:: TASK ::
From the data below, copy out every line in which the word "Item" occurs.

:: Stored data ::
+ + + + + + +
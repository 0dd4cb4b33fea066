use common::models::{
    AssetClass, CurrencyPair, DepthUpdate, ExchangeConfig, ExchangeDefaults, Item, MarketUpdate,
    PairFormat, SymbolList, TickerUpdate,
};
use async_trait::async_trait;
use std::sync::atomic::{AtomicBool, Ordering};
use std::sync::Arc;
use store::{
    ConfigStore, Ingested, Ingestor, MemoryConfigStore, OrderbookRegistry, PairSetManager,
    StoreError, TickerStats,
};

/// Memory store whose writes can be switched off
#[derive(Default)]
struct ReadOnlyAfterStart {
    inner: MemoryConfigStore,
    read_only: AtomicBool,
}

#[async_trait]
impl ConfigStore for ReadOnlyAfterStart {
    async fn get_exchange_config(&self, name: &str) -> Result<ExchangeConfig, StoreError> {
        self.inner.get_exchange_config(name).await
    }

    async fn update_exchange_config(&self, config: &ExchangeConfig) -> Result<(), StoreError> {
        if self.read_only.load(Ordering::SeqCst) {
            return Err(StoreError::WriteError("read-only filesystem".to_string()));
        }
        self.inner.update_exchange_config(config).await
    }
}

struct Harness {
    registry: Arc<OrderbookRegistry>,
    pairs: Arc<PairSetManager>,
    stats: Arc<TickerStats>,
    ingestor: Ingestor,
}

async fn harness() -> Harness {
    let config = ExchangeConfig::new("coinbase").with_enabled_pairs(AssetClass::Spot, "BTC-USD,ZZZ-USD");
    harness_with(Arc::new(MemoryConfigStore::with_exchanges([config]))).await
}

async fn harness_with(store: Arc<dyn ConfigStore>) -> Harness {
    let pairs = Arc::new(PairSetManager::new(store));
    let defaults = ExchangeDefaults {
        request_format: PairFormat::new("-", true),
        config_format: PairFormat::new("-", true),
        asset_classes: vec![AssetClass::Spot],
        supports_auto_pair_updates: true,
        enabled_pairs: Vec::new(),
    };
    pairs.register("coinbase", &defaults).await.unwrap();

    let registry = Arc::new(OrderbookRegistry::new());
    let stats = Arc::new(TickerStats::new());
    let ingestor = Ingestor::new(Arc::clone(&registry), Arc::clone(&pairs), Arc::clone(&stats));
    Harness {
        registry,
        pairs,
        stats,
        ingestor,
    }
}

#[tokio::test]
async fn depth_updates_land_in_the_registry() {
    let h = harness().await;
    let update = MarketUpdate::Orderbook(DepthUpdate {
        exchange: "coinbase".to_string(),
        pair: CurrencyPair::new("BTC", "USD"),
        asset: AssetClass::Spot,
        bids: vec![Item::new(100.0, 1.0)],
        asks: vec![Item::new(101.0, 2.0)],
    });

    let Ingested::Orderbook(snapshot) = h.ingestor.ingest(update).await.unwrap() else {
        panic!("expected an orderbook");
    };
    assert_eq!(snapshot.best_ask(), Some(Item::new(101.0, 2.0)));
    assert!(h
        .registry
        .get("coinbase", &CurrencyPair::new("BTC", "USD"), AssetClass::Spot)
        .is_ok());
}

#[tokio::test]
async fn tickers_land_in_the_stats() {
    let h = harness().await;
    let update = MarketUpdate::Ticker(TickerUpdate {
        exchange: "coinbase".to_string(),
        pair: CurrencyPair::new("BTC", "USD"),
        asset: AssetClass::Spot,
        last: 30_000.0,
        volume: 12.5,
    });

    assert!(matches!(h.ingestor.ingest(update).await.unwrap(), Ingested::Ticker));
    assert_eq!(h.stats.len(), 1);
}

#[tokio::test]
async fn symbol_lists_update_available_and_repair_enabled() {
    let h = harness().await;
    let update = MarketUpdate::Symbols(SymbolList {
        exchange: "coinbase".to_string(),
        asset: AssetClass::Spot,
        symbols: vec!["BTC-USD".to_string(), "eth-usd".to_string()],
    });

    let Ingested::Pairs { diff, disabled } = h.ingestor.ingest(update).await.unwrap() else {
        panic!("expected a pair update");
    };
    assert_eq!(
        diff.new_pairs,
        vec![CurrencyPair::new("BTC", "USD"), CurrencyPair::new("ETH", "USD")]
    );
    assert_eq!(disabled, vec![CurrencyPair::new("ZZZ", "USD")]);
    assert_eq!(
        h.pairs.enabled_pairs("coinbase", AssetClass::Spot).await.unwrap(),
        vec![CurrencyPair::new("BTC", "USD")]
    );
}

#[tokio::test]
async fn empty_symbol_list_is_an_error() {
    let h = harness().await;
    let update = MarketUpdate::Symbols(SymbolList {
        exchange: "coinbase".to_string(),
        asset: AssetClass::Spot,
        symbols: Vec::new(),
    });

    let err = h.ingestor.ingest(update).await.unwrap_err();
    assert!(matches!(err, common::Error::EmptyInput(_)));
}

#[tokio::test]
async fn failed_save_still_repairs_enabled_pairs() {
    let store = Arc::new(ReadOnlyAfterStart::default());
    store
        .inner
        .insert(ExchangeConfig::new("coinbase").with_enabled_pairs(AssetClass::Spot, "ZZZ-USD"));
    let h = harness_with(store.clone()).await;
    store.read_only.store(true, Ordering::SeqCst);

    let update = MarketUpdate::Symbols(SymbolList {
        exchange: "coinbase".to_string(),
        asset: AssetClass::Spot,
        symbols: vec!["BTC-USD".to_string(), "LTC-USD".to_string()],
    });
    let err = h.ingestor.ingest(update).await.unwrap_err();
    assert!(matches!(err, common::Error::ConfigPersistence(_)), "got {err:?}");

    let listed = [CurrencyPair::new("BTC", "USD"), CurrencyPair::new("LTC", "USD")];
    assert_eq!(
        h.pairs.available_pairs("coinbase", AssetClass::Spot).await.unwrap(),
        listed.to_vec()
    );
    let enabled = h.pairs.enabled_pairs("coinbase", AssetClass::Spot).await.unwrap();
    assert_eq!(enabled.len(), 1);
    assert!(listed.contains(&enabled[0]), "{enabled:?} not drawn from listed pairs");
}
use crate::models::{AssetClass, PairFormat};
use serde::{Deserialize, Serialize};
use std::collections::BTreeMap;

/// Persisted pair lists for one asset class, comma-joined in the exchange's
/// config format
#[derive(Debug, Clone, Default, PartialEq, Eq, Serialize, Deserialize)]
pub struct PairStrings {
    #[serde(default)]
    pub enabled: String,
    #[serde(default)]
    pub available: String,
}

/// Per-exchange pair configuration as held by the config store
#[derive(Debug, Clone, Default, PartialEq, Eq, Serialize, Deserialize)]
pub struct ExchangeConfig {
    pub name: String,
    pub enabled: bool,
    #[serde(default)]
    pub supports_auto_pair_updates: bool,
    /// Unix seconds; 0 means never
    #[serde(default)]
    pub pairs_last_updated: i64,
    #[serde(default)]
    pub request_format: Option<PairFormat>,
    #[serde(default)]
    pub config_format: Option<PairFormat>,
    #[serde(default)]
    pub asset_classes: Vec<AssetClass>,
    #[serde(default)]
    pub pairs: BTreeMap<AssetClass, PairStrings>,
}

impl ExchangeConfig {
    pub fn new(name: &str) -> Self {
        Self {
            name: name.to_string(),
            enabled: true,
            ..Self::default()
        }
    }

    /// Seeds the enabled list for an asset class.
    pub fn with_enabled_pairs(mut self, asset: AssetClass, pairs: &str) -> Self {
        self.pairs.entry(asset).or_default().enabled = pairs.to_string();
        self
    }
}

/// What a connector knows about its own exchange before any config is read
#[derive(Debug, Clone, PartialEq, Eq)]
pub struct ExchangeDefaults {
    pub request_format: PairFormat,
    pub config_format: PairFormat,
    pub asset_classes: Vec<AssetClass>,
    pub supports_auto_pair_updates: bool,
    /// Config-formatted pairs enabled when the operator has not chosen any
    pub enabled_pairs: Vec<String>,
}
+ + + + + + +
:: ANSWER TO THIS PROBLEM ::
    AssetClass, CurrencyPair, DepthUpdate, ExchangeConfig, ExchangeDefaults, Item, MarketUpdate,
        bids: vec![Item::new(100.0, 1.0)],
        asks: vec![Item::new(101.0, 2.0)],
    assert_eq!(snapshot.best_ask(), Some(Item::new(101.0, 2.0)));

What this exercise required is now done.